Archive for the [Sélectif] Category

Killoffer – Tel qu’en lui-même enfin

Posted in BANDES DESSINÉES, Franco-Belge, L'Association, One-shots, [Angoulême 2016], [DL 2015], [Sélectif] with tags , , on 15 février 2016 by Yvan

Une autobiographie autodestructrice !

Killoffer - Tel qu'en lui-même enfinLe titre de cet ouvrage annonce immédiatement la couleur et ceux qui connaissent un peu l’artiste ne s’étonneront probablement pas d’être invité à entrer dans sa peau.

Chaque planche de ce recueil, qui reprend les pages parues dans la revue mensuelle le Tigre entre 2010 et 2015, débute d’ailleurs par les mots « Killoffer en… », permettant notamment de découvrir l’artiste en Killoffer, mais surtout en enfer. Le garçon n’est en effet pas tendre avec lui-même et au bout de 108 pages d’autocritique et d’autoflagellation bien appuyée, il ne reste plus grand-chose de l’illustrateur adulé. Chaque saynète est servie sous la forme d’un gaufrier à huit cases, accompagné d’une illustration en page de gauche qui fait admirablement écho à la planche de droite.

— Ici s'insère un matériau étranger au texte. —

//! Canvas state: board, camera, tools and input behind one event API.

use crate::board::Board;
use crate::camera::Camera;
use crate::input::{InputState, PointerButton, PointerEvent};
use crate::shapes::{MAX_IMAGE_SIZE, PlacedImage, RasterImage, ShapeId, ShapeTrait};
use crate::tools::{Committed, Gesture, GestureEffect, ToolKind, ToolManager, ToolSettings};
use kurbo::{Point, Size};
use std::sync::Arc;

/// Zoom factor for the toolbar zoom buttons.
const BUTTON_ZOOM_STEP: f64 = 1.25;
/// Screen padding kept around content by `fit_to_content`.
const FIT_PADDING: f64 = 50.0;

/// Runtime canvas state (not persisted).
#[derive(Debug, Clone)]
pub struct Canvas {
    pub board: Board,
    pub camera: Camera,
    pub tool_manager: ToolManager,
    pub input: InputState,
    /// Drawing surface size in physical pixels.
    pub viewport_size: Size,
    /// Button that started the current gesture.
    active_button: Option<PointerButton>,
}

impl Default for Canvas {
    fn default() -> Self {
        Self::new()
    }
}

impl Canvas {
    pub fn new() -> Self {
        Self::with_settings(ToolSettings::default())
    }

    pub fn with_settings(settings: ToolSettings) -> Self {
        Self {
            board: Board::new(),
            camera: Camera::new(),
            tool_manager: ToolManager::with_settings(settings),
            input: InputState::new(),
            viewport_size: Size::new(800.0, 600.0),
            active_button: None,
        }
    }

    pub fn set_viewport_size(&mut self, width: f64, height: f64) {
        self.viewport_size = Size::new(width, height);
    }

    pub fn viewport_center(&self) -> Point {
        Point::new(self.viewport_size.width / 2.0, self.viewport_size.height / 2.0)
    }

    pub fn tool(&self) -> ToolKind {
        self.tool_manager.current_tool
    }

    /// Switch tools. A gesture in progress is cancelled.
    pub fn set_tool(&mut self, tool: ToolKind) {
        let dropped = self.tool_manager.set_tool(tool);
        self.discard(dropped);
    }

    /// A pointer button was pressed at the last known position.
    pub fn pointer_down(&mut self, button: PointerButton) {
        if self.tool_manager.is_active() {
            return;
        }
        let Some(screen) = self.input.pointer_position else {
            return;
        };
        let world = self.camera.screen_to_world(screen);

        match (button, self.tool()) {
            (PointerButton::Middle, _) | (PointerButton::Primary, ToolKind::Hand) => {
                self.tool_manager.begin_pan(screen);
            }
            (PointerButton::Primary, ToolKind::Pen | ToolKind::Eraser) => {
                if let Some(stroke_tool) = self.tool().stroke_tool() {
                    self.tool_manager.begin_stroke(stroke_tool, world);
                }
            }
            (PointerButton::Primary, ToolKind::Rectangle | ToolKind::Circle) => {
                if let Some(kind) = self.tool().shape_kind() {
                    self.tool_manager.begin_shape(kind, world);
                }
            }
            (PointerButton::Primary, ToolKind::Image) => {
                let Some(image) = self
                    .board
                    .image_at(world)
                    .and_then(|id| self.board.image(id))
                else {
                    return;
                };
                let (id, position) = (image.id(), image.position);
                self.tool_manager.begin_image_drag(id, world, position);
            }
            (PointerButton::Secondary, _) => return,
        }

        self.active_button = Some(button);
    }

    /// The pointer moved to `screen`.
    pub fn pointer_move(&mut self, screen: Point) {
        self.input
            .handle_pointer_event(PointerEvent::Move { position: screen });

        let world = self.camera.screen_to_world(screen);
        match self.tool_manager.update(world, screen) {
            Some(GestureEffect::Pan(delta)) => self.camera.pan(delta),
            Some(GestureEffect::MoveImage { id, delta }) => {
                if let Some(image) = self.board.image_mut(id) {
                    image.move_by(delta);
                }
            }
            None => {}
        }
    }

    /// A pointer button was released. Only the button that started the
    /// gesture ends it.
    pub fn pointer_up(&mut self, button: PointerButton) {
        if self.active_button == Some(button) {
            self.finish_gesture();
        }
    }

    /// The cursor left the surface: treat it as a release at the last point.
    pub fn pointer_left(&mut self) {
        if self.tool_manager.is_active() {
            self.finish_gesture();
        }
        self.input.handle_pointer_event(PointerEvent::Left);
    }

    /// Zoom at the pointer, or at the viewport centre when the pointer is off the surface.
    pub fn wheel(&mut self, delta_y: f64) {
        let anchor = self
            .input
            .pointer_position
            .unwrap_or_else(|| self.viewport_center());
        self.camera.wheel_zoom(anchor, delta_y);
    }

    /// Abandon the gesture in progress.
    pub fn cancel(&mut self) {
        let dropped = self.tool_manager.cancel();
        self.discard(dropped);
    }

    fn discard(&mut self, gesture: Gesture) {
        self.active_button = None;
        if let Gesture::DraggingImage {
            id, start_position, ..
        } = gesture
        {
            self.set_image_position(id, start_position);
        }
    }

    fn finish_gesture(&mut self) {
        self.active_button = None;
        match self.tool_manager.finish() {
            Some(Committed::Stroke(stroke)) => {
                self.board.push_undo();
                self.board.commit_stroke(stroke);
            }
            Some(Committed::Shape(shape)) => {
                self.board.push_undo();
                self.board.commit_shape(shape);
            }
            Some(Committed::ImageMoved { id, from }) => {
                // Snapshot the pre-drag position so undo puts the image back.
                let Some(to) = self.board.image(id).map(|image| image.position) else {
                    return;
                };
                self.set_image_position(id, from);
                self.board.push_undo();
                self.set_image_position(id, to);
                self.board.raise_image(id);
            }
            None => {}
        }
    }

    fn set_image_position(&mut self, id: ShapeId, position: Point) {
        if let Some(image) = self.board.image_mut(id) {
            image.position = position;
        }
    }

    /// Place a decoded image centred on `screen` (viewport centre if `None`).
    pub fn insert_image(&mut self, raster: RasterImage, screen: Option<Point>) -> ShapeId {
        let (width, height) = (raster.width, raster.height);
        let center = self
            .camera
            .screen_to_world(screen.unwrap_or_else(|| self.viewport_center()));
        let image = PlacedImage::new(Point::ZERO, Arc::new(raster))
            .fit_within(MAX_IMAGE_SIZE, MAX_IMAGE_SIZE)
            .centered_at(center);
        let id = image.id();

        log::info!(
            "Inserted {}x{} image, displayed at {:.0}x{:.0}",
            width,
            height,
            image.width,
            image.height
        );
        self.board.push_undo();
        self.board.add_image(image);
        id
    }

    pub fn undo(&mut self) -> bool {
        self.cancel();
        let undone = self.board.undo();
        if undone {
            log::info!("Undo");
        }
        undone
    }

    pub fn redo(&mut self) -> bool {
        self.cancel();
        let redone = self.board.redo();
        if redone {
            log::info!("Redo");
        }
        redone
    }

    /// Remove everything from the board (undoable).
    pub fn clear(&mut self) {
        self.cancel();
        if self.board.is_empty() {
            return;
        }
        self.board.push_undo();
        self.board.clear();
        log::info!("Cleared board");
    }

    pub fn zoom_in(&mut self) {
        let center = self.viewport_center();
        self.camera.zoom_at(center, BUTTON_ZOOM_STEP);
    }

    pub fn zoom_out(&mut self) {
        let center = self.viewport_center();
        self.camera.zoom_at(center, 1.0 / BUTTON_ZOOM_STEP);
    }

    pub fn reset_view(&mut self) {
        self.camera.reset();
    }

    /// Fit the view to show everything on the board.
    pub fn fit_to_content(&mut self) {
        if let Some(bounds) = self.board.bounds() {
            self.camera
                .fit_to_bounds(bounds, self.viewport_size, FIT_PADDING);
        }
    }
}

Le gros problème, lorsqu’on s’enfile toutes ces histoires courtes qui contribuent à dresser le portrait peu reluisant de l’auteur, d’un seul coup, c’est que l’écœurement et la saturation finissent par être au rendez-vous. De plus, l’empathie éventuelle envers le personnage principal disparaît inévitablement au fil du récit. C’est même plutôt l’envie de sortir de la peau de cet homme dépressif et porté sur une boisson qu’il n’a pas forcément bonne qui augmente au fil des pages. C’est un peu dommage car ce trip narcissique est illustré avec une virtuosité incroyable et une maîtrise du noir et blanc assez impressionnante.

Arrivé à la fin de l’album, le graphisme donne donc forcément envie d’encenser l’artiste, mais le contenu autodestructeur me donne plutôt envie de lui mettre deux paires de tartes…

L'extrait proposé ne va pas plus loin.